LEAD-PI: Dr. Piero Mazzini
CO-PIs: Dr. Kelly Cole (UMaine) and Dr. Robert Chant (Rutgers).
Period: June, 2020 to May 31, 2023.
This project will examine the interaction of a stratified coastal plume with a cape, using a combined observational and modeling approach. High-resolution shipboard surveys and moored instrumentation near Point Reyes, CA, will measure the circulation and evolution of the San Francisco Bay Plume under a range of wind and river discharge conditions. Combined numerical model simulations and observations will quantify the dynamical balances and residence times of the Plume downstream of the Cape. Idealized simulations will permit expansion of results across parameter space, to understand both the controlling dynamics and conditions affecting plume separation and retention times of stratified plumes in the lee of capes in the coastal ocean. Coastal plumes are a key component of shelf circulation, and important conduits for transport of pollutants, nutrients, water masses and the organic carbon they contain. Understanding the factors influencing plume separation and retention times will contribute to understanding fates of such societally important ocean constituents.

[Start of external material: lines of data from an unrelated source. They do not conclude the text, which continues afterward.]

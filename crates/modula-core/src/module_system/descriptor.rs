use std::path::{Path, PathBuf};

use serde::{Deserialize, Serialize};

use crate::kernel::constants;
use crate::kernel::error::Result;
use crate::module_system::error::ModuleSystemError;
use crate::storage::{ConfigFormat, StorageProvider};

/// Contents of a module's `module.json`
#[derive(Debug, Clone, Default, PartialEq, Serialize, Deserialize)]
#[serde(default)]
pub struct ModuleDescriptor {
    pub name: String,
    pub alias: Option<String>,
    pub description: Option<String>,
    pub version: Option<String>,
    pub namespace: Option<String>,
    pub priority: Option<i64>,
    pub requires: Vec<String>,
    pub providers: Vec<String>,
    pub keywords: Vec<String>,
}

impl ModuleDescriptor {
    pub fn path_in(module_dir: &Path) -> PathBuf {
        module_dir.join(constants::MODULE_DESCRIPTOR)
    }

    /// Read and validate the descriptor in `module_dir`.
    ///
    /// Fails with [`ModuleSystemError::DiscoveryItem`] when the file is
    /// missing, is not a JSON object or has an empty `name`.
    pub fn load(provider: &dyn StorageProvider, module_dir: &Path) -> Result<Self> {
        let path = Self::path_in(module_dir);
        let item_error = |message: String| ModuleSystemError::DiscoveryItem {
            path: module_dir.to_path_buf(),
            message,
        };

        if !provider.is_file(&path) {
            return Err(item_error(format!("no {} found", constants::MODULE_DESCRIPTOR)).into());
        }
        let raw = provider.read_to_string(&path)?;
        let descriptor: ModuleDescriptor = serde_json::from_str(&raw)
            .map_err(|e| item_error(format!("invalid {}: {}", constants::MODULE_DESCRIPTOR, e)))?;
        if descriptor.name.trim().is_empty() {
            return Err(item_error("descriptor has no module name".to_string()).into());
        }
        Ok(descriptor)
    }
}

/// Module-local settings from `config/config.{json,toml,yaml}`
#[derive(Debug, Clone, Default, PartialEq, Serialize, Deserialize)]
#[serde(default)]
pub struct LocalModuleSettings {
    pub enabled: Option<bool>,
    pub priority: Option<i64>,
    pub dependencies: Option<Vec<String>>,
}

impl LocalModuleSettings {
    /// First settings file present in `module_dir/config`, in format order
    pub fn locate(provider: &dyn StorageProvider, module_dir: &Path) -> Option<PathBuf> {
        let config_dir = module_dir.join(constants::CONFIG_DIR);
        ConfigFormat::ALL
            .iter()
            .map(|format| {
                config_dir.join(format!("{}.{}", constants::MODULE_SETTINGS_STEM, format.extension()))
            })
            .find(|candidate| provider.is_file(candidate))
    }

    /// Settings for `module_dir`; absent or malformed files yield defaults
    pub fn load(provider: &dyn StorageProvider, module_dir: &Path) -> Self {
        let Some(path) = Self::locate(provider, module_dir) else {
            return Self::default();
        };
        match ConfigFormat::read_file::<LocalModuleSettings>(provider, &path) {
            Ok(settings) => settings,
            Err(e) => {
                let error = ModuleSystemError::ConfigMalformed { path, message: e.to_string() };
                log::warn!("{}; using defaults", error);
                Self::default()
            }
        }
    }
}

Complex coastal geometries, such as capes and submarine banks, can lead to significant hydrodynamic disturbances of buoyant coastal flows. Such plumes are key components of shelf circulation and coastal ocean biogeochemistry and marine ecosystems, so their dynamics and fate are critical to understand. This project will quantify the interaction between the San Francisco Bay Plume in the vicinity of Point Reyes, CA, under a range of wind and river discharge conditions, using shipboard, moored, and drifter field observations, combined with realistic and idealized numerical modeling studies. The main objectives are to: (1) obtain detailed measurements of plume hydrography, along- and cross-stream velocities and transports near a cape, under a range of river discharge and wind-forcing conditions, (2) identify the conditions for plume separation from the coast and eddy generation in the lee of a cape, (3) quantify the retention time scales downstream of the cape associated with the generated eddies, and (4) investigate the dominant momentum balances that control far-field dynamics as the plume interacts with a cape. Although plumes encompass a small area of the ocean surface, they are the boundary condition for larger scale shelf circulation, and thus their evolution is critical to understand and represent realistically in models. This project will result in better understanding of the fate and transport of pollutants, nutrients and water masses in the ocean, contribute observational datasets, models, and analysis tools to the science community, and will provide critical research capacity for two early career scientists.